Facebook tests light-based wireless communications

Facebook (NASDAQ: FB) has built a new technique that makes light-based wireless communications possible in the near future. These efforts taken by the social networking giant can turn out to be a foundation layer to fast optical wireless networks that would be capable of offering internet service across remote locations, without utilizing radio or microwaves for wireless data transmission.

According to Facebook, its approach towards having the laser technology onboard will help the company to offer Internet service to over four billion people living in rural locations, in addition to drone technology.

“A large fraction of people don’t connect to the internet because the wireless communications infrastructure is not available where they live, mostly in very rural areas of the world,” said researcher Tobias Tiecke.

Such kind of light-based wireless communication is also known as free-space optical (FSO) communications that deliver a method to connect to areas where optical fibers and cell towers are failing to reach.

“We demonstrated the use of fluorescent optical fibers that absorb one color of light and emit another color,” Tiecke added.

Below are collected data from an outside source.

use std::sync::Arc;

use anyhow::{Context, Result};
use async_trait::async_trait;
use tracing::{info, warn};

use ananke_config::Config;
use ananke_core::{hub::HubClient, os::SystemRunner, provision::RestoreReport};

use crate::infra::app_state::AppState;

/// Work run once after the state is built and before the listener opens.
#[async_trait]
pub trait StartupHooks: Send + Sync {
    async fn run(&self, state: &AppState) -> Result<()>;
}

/// Recreates grader accounts lost with the container's `/etc/passwd`.
#[derive(Debug, Default)]
pub struct ProdStartupHooks;

#[async_trait]
impl StartupHooks for ProdStartupHooks {
    async fn run(&self, state: &AppState) -> Result<()> {
        if let Err(err) = restore_accounts(state).await {
            warn!(error = %err, "Failed to restore grader accounts");
        }
        Ok(())
    }
}

/// State backed by real processes and the configured hub.
pub fn production_state(config: Config) -> Result<AppState> {
    let hub = HubClient::new(&config.hub.api_url, config.hub.api_token.clone())
        .context("failed to build the hub API client")?;
    AppState::build(config, Arc::new(SystemRunner), Arc::new(hub))
}

pub async fn restore_accounts(state: &AppState) -> Result<RestoreReport> {
    let engine = state.engine.lock().await;
    let report = engine
        .provisioner()
        .restore_grader_accounts()
        .await
        .with_context(|| {
            format!(
                "failed to scan grader homes under {}",
                state.layout.home_root.display()
            )
        })?;
    info!(
        restored = report.restored.len(),
        failed = report.failed.len(),
        "grader account restore finished"
    );
    Ok(report)
}
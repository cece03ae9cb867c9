use std::path::PathBuf;
use std::time::Duration;

use ananke_core::Layout;
use ananke_core::lms::LtiPlatform;
use ananke_core::os::CommandSpec;
use ananke_core::provision::FeedbackSettings;
use ananke_core::registry::ServiceSettings;

#[derive(Debug, Clone)]
pub struct Config {
    pub server: ServerConfig,
    pub paths: PathsConfig,
    pub hub: HubConfig,
    pub registry: RegistryConfig,
    pub feedback: FeedbackConfig,
    pub lti: LtiConfig,
    pub backup: BackupConfig,
    pub metadata: ConfigMetadata,
}

impl Config {
    pub fn layout(&self) -> Layout {
        let paths = &self.paths;
        Layout {
            home_root: paths.home_root.clone(),
            private_root: paths.private_root.clone(),
            runtime_dir: paths.runtime_dir.clone(),
            instructors_file: paths.instructors_file.clone(),
            registry_file: paths.registry_file.clone(),
            nbgrader_config_file: paths.nbgrader_config_file.clone(),
            exchange_root: paths.exchange_root.clone(),
            keys_dir: paths.keys_dir.clone(),
        }
    }

    pub fn service_settings(&self) -> ServiceSettings {
        ServiceSettings {
            host: self.registry.service_host.clone(),
            base_port: self.registry.base_port,
        }
    }

    pub fn feedback_settings(&self) -> FeedbackSettings {
        FeedbackSettings {
            remove_hidden: self.feedback.remove_hidden,
            remove_hidden_trace: self.feedback.remove_hidden_trace,
        }
    }

    /// `None` until both the issuer and the token endpoint are known.
    pub fn lti_platform(&self) -> Option<LtiPlatform> {
        Some(LtiPlatform {
            client_id: self.lti.client_id.clone(),
            issuer: self.lti.issuer.clone()?,
            access_token_url: self.lti.access_token_url.clone()?,
        })
    }

    pub fn restart_command(&self) -> Option<CommandSpec> {
        let (program, args) = self.hub.restart_command.split_first()?;
        Some(CommandSpec::new(program).args(args))
    }

    pub fn restart_delay(&self) -> Duration {
        Duration::from_secs(self.hub.restart_delay_secs)
    }

    pub fn enrollment_delay(&self) -> Duration {
        Duration::from_secs(self.hub.enrollment_delay_secs)
    }
}

#[derive(Debug, Clone)]
pub struct ServerConfig {
    pub host: String,
    pub port: u16,
}

/// Filesystem locations; see [`Layout`] for what each one holds.
#[derive(Debug, Clone)]
pub struct PathsConfig {
    pub home_root: PathBuf,
    pub private_root: PathBuf,
    pub runtime_dir: PathBuf,
    pub instructors_file: PathBuf,
    pub registry_file: PathBuf,
    pub nbgrader_config_file: PathBuf,
    pub exchange_root: PathBuf,
    pub keys_dir: PathBuf,
}

impl PathsConfig {
    pub fn entries(&self) -> [(&'static str, &PathBuf); 8] {
        [
            ("home_root", &self.home_root),
            ("private_root", &self.private_root),
            ("runtime_dir", &self.runtime_dir),
            ("instructors_file", &self.instructors_file),
            ("registry_file", &self.registry_file),
            ("nbgrader_config_file", &self.nbgrader_config_file),
            ("exchange_root", &self.exchange_root),
            ("keys_dir", &self.keys_dir),
        ]
    }
}

#[derive(Clone)]
pub struct HubConfig {
    pub api_url: String,
    /// Token for hub API calls; also required from the post-auth hook.
    pub api_token: Option<String>,
    pub restart_command: Vec<String>,
    pub restart_delay_secs: u64,
    pub enrollment_delay_secs: u64,
}

impl std::fmt::Debug for HubConfig {
    fn fmt(&self, f: &mut std::fmt::Formatter<'_>) -> std::fmt::Result {
        f.debug_struct("HubConfig")
            .field("api_url", &self.api_url)
            .field("api_token", &self.api_token.as_ref().map(|_| "<redacted>"))
            .field("restart_command", &self.restart_command)
            .field("restart_delay_secs", &self.restart_delay_secs)
            .field("enrollment_delay_secs", &self.enrollment_delay_secs)
            .finish()
    }
}

#[derive(Debug, Clone)]
pub struct RegistryConfig {
    pub base_port: u16,
    pub service_host: String,
}

#[derive(Debug, Clone, Copy)]
pub struct FeedbackConfig {
    pub remove_hidden: bool,
    pub remove_hidden_trace: bool,
}

#[derive(Debug, Clone, Default)]
pub struct LtiConfig {
    pub client_id: Option<String>,
    pub issuer: Option<String>,
    pub access_token_url: Option<String>,
}

#[derive(Debug, Clone)]
pub struct BackupConfig {
    /// `chrono` format string appended to backup and copy names.
    pub timestamp_format: String,
}

/// Where the configuration came from.
#[derive(Debug, Clone, Default)]
pub struct ConfigMetadata {
    pub config_path: Option<PathBuf>,
    pub env_file_loaded: bool,
}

With the help of such methods, it will be possible to obtain high data capacity and bandwidth during the wireless atmospheric communication. However, over a long-distance communication, pointing a tiny laser beam transporting the information at a small light detector seems to be challenging.

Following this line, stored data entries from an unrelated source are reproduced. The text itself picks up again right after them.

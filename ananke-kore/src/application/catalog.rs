//! Courses, assignments and notebooks an instructor can copy from.

use std::collections::HashMap;
use std::io;
use std::path::{Path, PathBuf};

use serde::Serialize;
use tracing::{debug, warn};
use walkdir::WalkDir;

use ananke_core::Layout;
use ananke_core::course::CourseInfo;
use ananke_core::registry::Registry;

const FORMGRADE_PREFIX: &str = "formgrade-";
const SOURCE_DIR: &str = "source";
const BACKUP_SUFFIX: &str = " (Backup)";
const CHECKPOINTS_DIR: &str = ".ipynb_checkpoints";

/// Display names and paths, index-aligned.
#[derive(Debug, Clone, Default, PartialEq, Eq, Serialize)]
pub struct CourseList {
    pub names: Vec<String>,
    pub paths: Vec<PathBuf>,
}

impl CourseList {
    pub fn is_empty(&self) -> bool {
        self.paths.is_empty()
    }

    pub fn contains(&self, path: &Path) -> bool {
        self.paths.iter().any(|p| p == path)
    }
}

fn is_notebook(path: &Path) -> bool {
    path.extension().is_some_and(|ext| ext == "ipynb")
}

/// True when a `.ipynb` file exists anywhere below `dir`.
pub fn has_notebooks(dir: &Path) -> bool {
    WalkDir::new(dir)
        .into_iter()
        .filter_map(Result::ok)
        .any(|entry| {
            entry.file_type().is_file() && is_notebook(entry.path())
        })
}

/// Notebooks below `dir`, sorted, skipping Jupyter checkpoints.
pub fn notebooks(dir: &Path) -> Vec<PathBuf> {
    let mut found: Vec<PathBuf> = WalkDir::new(dir)
        .into_iter()
        .filter_entry(|entry| entry.file_name() != CHECKPOINTS_DIR)
        .filter_map(Result::ok)
        .filter(|entry| {
            entry.file_type().is_file() && is_notebook(entry.path())
        })
        .map(|entry| entry.into_path())
        .collect();
    found.sort();
    found
}

/// Subdirectories of `dir` that contain notebooks, sorted by name.
pub fn assignment_dirs(dir: &Path) -> io::Result<Vec<PathBuf>> {
    let mut dirs = Vec::new();
    for entry in std::fs::read_dir(dir)? {
        let entry = entry?;
        if entry.file_type()?.is_dir() && has_notebooks(&entry.path()) {
            dirs.push(entry.path());
        }
    }
    dirs.sort();
    Ok(dirs)
}

/// Builds the copy list for `user`.
///
/// Active courses are those whose formgrade group lists the user, other
/// than `current_course`. Backups live below the user's private home.
pub fn list_sources(
    layout: &Layout,
    registry: &Registry,
    user: &str,
    current_course: &str,
) -> CourseList {
    let mut active: Vec<(PathBuf, String)> = registry
        .groups
        .iter()
        .filter_map(|(group, members)| {
            let course_id = group.strip_prefix(FORMGRADE_PREFIX)?;
            (course_id != current_course && members.iter().any(|m| m == user))
                .then_some(course_id)
        })
        .filter_map(|course_id| {
            let grader = registry
                .service(course_id)
                .map_or(course_id, |s| s.user.as_str());
            let source = layout.course_data_dir(grader).join(SOURCE_DIR);
            if !has_notebooks(&source) {
                return None;
            }
            let title = match CourseInfo::load(&layout.course_info_path(grader)) {
                Ok(Some(info)) => info.title,
                Ok(None) => course_id.to_string(),
                Err(err) => {
                    warn!(course_id, %err, "unreadable course info");
                    course_id.to_string()
                }
            };
            Some((source, title))
        })
        .collect();
    active.sort();

    let mut backups = backup_sources(&layout.private_home(user));
    backups.sort();
    debug!(
        user,
        active = active.len(),
        backups = backups.len(),
        "copy sources collected"
    );

    let mut list = CourseList::default();
    for group in [active, backups] {
        let (paths, names): (Vec<_>, Vec<_>) = group.into_iter().unzip();
        list.names.extend(display_names(names));
        list.paths.extend(paths);
    }
    list
}

/// Every assignment of every source, named `"{source} / {assignment}"`.
pub fn list_assignments(sources: &CourseList) -> CourseList {
    let mut list = CourseList::default();
    for (name, source) in sources.names.iter().zip(&sources.paths) {
        let dirs = match assignment_dirs(source) {
            Ok(dirs) => dirs,
            Err(err) => {
                warn!(source = %source.display(), %err, "unreadable source");
                continue;
            }
        };
        for dir in dirs {
            let assignment = dir
                .file_name()
                .map(|n| n.to_string_lossy().into_owned())
                .unwrap_or_default();
            list.names.push(format!("{name} / {assignment}"));
            list.paths.push(dir);
        }
    }
    list
}

/// Every notebook of every assignment, named by its path below the
/// assignment: `"{source} / {assignment} / {file}"`.
pub fn list_problems(assignments: &CourseList) -> CourseList {
    let mut list = CourseList::default();
    for (name, dir) in assignments.names.iter().zip(&assignments.paths) {
        for notebook in notebooks(dir) {
            let relative =
                notebook.strip_prefix(dir).unwrap_or(notebook.as_path());
            list.names.push(format!("{name} / {}", relative.display()));
            list.paths.push(notebook);
        }
    }
    list
}

fn backup_sources(private_home: &Path) -> Vec<(PathBuf, String)> {
    let Ok(entries) = std::fs::read_dir(private_home) else {
        return Vec::new();
    };
    entries
        .filter_map(Result::ok)
        .filter(|entry| entry.path().is_dir())
        .filter_map(|entry| {
            let source = entry.path().join(SOURCE_DIR);
            has_notebooks(&source).then(|| {
                let name = entry.file_name().to_string_lossy().into_owned();
                (source, format!("{name}{BACKUP_SUFFIX}"))
            })
        })
        .collect()
}

/// Suffixes repeated names with ` (n)` and title-cases them.
fn display_names(names: Vec<String>) -> Vec<String> {
    let mut seen: HashMap<String, usize> = HashMap::new();
    names
        .into_iter()
        .map(|name| {
            let count = seen.entry(name.clone()).or_default();
            let unique = if *count == 0 {
                name
            } else {
                format!("{name} ({count})")
            };
            *count += 1;
            capwords(&unique.replace('_', " "))
        })
        .collect()
}

fn capwords(text: &str) -> String {
    text.split_whitespace()
        .map(|word| {
            let mut chars = word.chars();
            match chars.next() {
                Some(first) => first
                    .to_uppercase()
                    .chain(chars.flat_map(char::to_lowercase))
                    .collect(),
                None => String::new(),
            }
        })
        .collect::<Vec<String>>()
        .join(" ")
}

#[cfg(test)]
mod tests {
    use super::*;

    fn notebook(dir: &Path) {
        std::fs::create_dir_all(dir).unwrap();
        std::fs::write(dir.join("task.ipynb"), "{}").unwrap();
    }

    #[test]
    fn capwords_normalizes_case_and_spacing() {
        assert_eq!(capwords("intro  to_rust"), "Intro To_rust");
        assert_eq!(capwords("ÄPFEL und birnen"), "Äpfel Und Birnen");
    }

    #[test]
    fn duplicate_names_are_numbered() {
        let names = display_names(vec![
            "cs101".into(),
            "data_science".into(),
            "cs101".into(),
            "cs101".into(),
        ]);
        assert_eq!(names, ["Cs101", "Data Science", "Cs101 (1)", "Cs101 (2)"]);
    }

    #[test]
    fn notebooks_are_found_recursively() {
        let dir = tempfile::tempdir().unwrap();
        assert!(!has_notebooks(dir.path()));
        std::fs::create_dir_all(dir.path().join("a/b")).unwrap();
        std::fs::write(dir.path().join("a/b/readme.md"), "").unwrap();
        assert!(!has_notebooks(dir.path()));
        notebook(&dir.path().join("a/b/c"));
        assert!(has_notebooks(dir.path()));
    }

    #[test]
    fn lists_other_courses_and_backups() {
        let dir = tempfile::tempdir().unwrap();
        let layout = Layout::rooted_at(dir.path());

        let mut registry = Registry::default();
        registry.add_group_member("formgrade-c-current", "alice");
        registry.add_group_member("formgrade-c-other", "alice");
        registry.add_group_member("formgrade-c-foreign", "bob");
        registry.add_group_member("formgrade-c-empty", "alice");

        for course in ["c-current", "c-other", "c-foreign"] {
            notebook(&layout.course_data_dir(course).join("source/hw1"));
        }
        std::fs::create_dir_all(layout.course_data_dir("c-empty").join("source"))
            .unwrap();
        let info = serde_json::json!({
            "id": "c-other", "title": "algebra_one", "title_short": "A",
            "grader_user": "c-other", "target_link_uri": "",
            "aud": null, "lineitem": null
        });
        std::fs::write(
            layout.course_info_path("c-other"),
            serde_json::to_vec(&info).unwrap(),
        )
        .unwrap();
        notebook(&layout.private_home("alice").join("old course/source/hw"));
        std::fs::create_dir_all(layout.private_home("alice").join("no notebooks"))
            .unwrap();

        let list = list_sources(&layout, &registry, "alice", "c-current");

        assert_eq!(list.names, ["Algebra One", "Old Course (backup)"]);
        assert_eq!(
            list.paths,
            [
                layout.course_data_dir("c-other").join("source"),
                layout.private_home("alice").join("old course/source"),
            ]
        );
    }

    #[test]
    fn assignments_and_problems_are_named_after_their_source() {
        let dir = tempfile::tempdir().unwrap();
        let first = dir.path().join("first/source");
        let second = dir.path().join("second/source");
        notebook(&first.join("hw1"));
        std::fs::write(first.join("hw1/extra.ipynb"), "{}").unwrap();
        notebook(&first.join("hw1/.ipynb_checkpoints"));
        notebook(&second.join("lab/part_a"));
        std::fs::create_dir_all(second.join("assets")).unwrap();
        let sources = CourseList {
            names: vec!["Algebra".into(), "Old Course (backup)".into()],
            paths: vec![first.clone(), second.clone()],
        };

        let assignments = list_assignments(&sources);
        assert_eq!(
            assignments.names,
            ["Algebra / hw1", "Old Course (backup) / lab"]
        );
        assert_eq!(assignments.paths, [first.join("hw1"), second.join("lab")]);

        let problems = list_problems(&assignments);
        assert_eq!(
            problems.names,
            [
                "Algebra / hw1 / extra.ipynb",
                "Algebra / hw1 / task.ipynb",
                "Old Course (backup) / lab / part_a/task.ipynb",
            ]
        );
        assert!(problems.contains(&second.join("lab/part_a/task.ipynb")));
        let checkpoint = first.join("hw1/.ipynb_checkpoints/task.ipynb");
        assert!(!problems.contains(&checkpoint));
    }

    #[test]
    fn assignment_dirs_skip_folders_without_notebooks() {
        let dir = tempfile::tempdir().unwrap();
        notebook(&dir.path().join("hw2"));
        notebook(&dir.path().join("hw1/nested"));
        std::fs::create_dir_all(dir.path().join("assets")).unwrap();
        std::fs::write(dir.path().join("loose.ipynb"), "{}").unwrap();

        let dirs = assignment_dirs(dir.path()).unwrap();
        assert_eq!(dirs, [dir.path().join("hw1"), dir.path().join("hw2")]);
    }
}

As opposed to traditional optics, researchers at Facebook made use of fluorescent materials in order to collect light to condense it further onto a small photodetector.

See Also: Microsoft, Facebook team up to lay high-speed mega internet cable networks

“The optical fibers absorb light coming from any direction over a large area, and the emitted light travels inside the optical fiber, which funnels the light to a small, very fast photodetector,” Tiecke mentioned in his research paper.

The technique utilizes plastic optical fibers comprising organic dye molecules that ingest blue light and emit green light. This format substitutes the classical optics and motion platform commonly required to indicate the light to the collection area.

The speeds that are fast enough are conceivable in light of the fact that under two nanoseconds lapse between the blue light ingestion and the green light emission.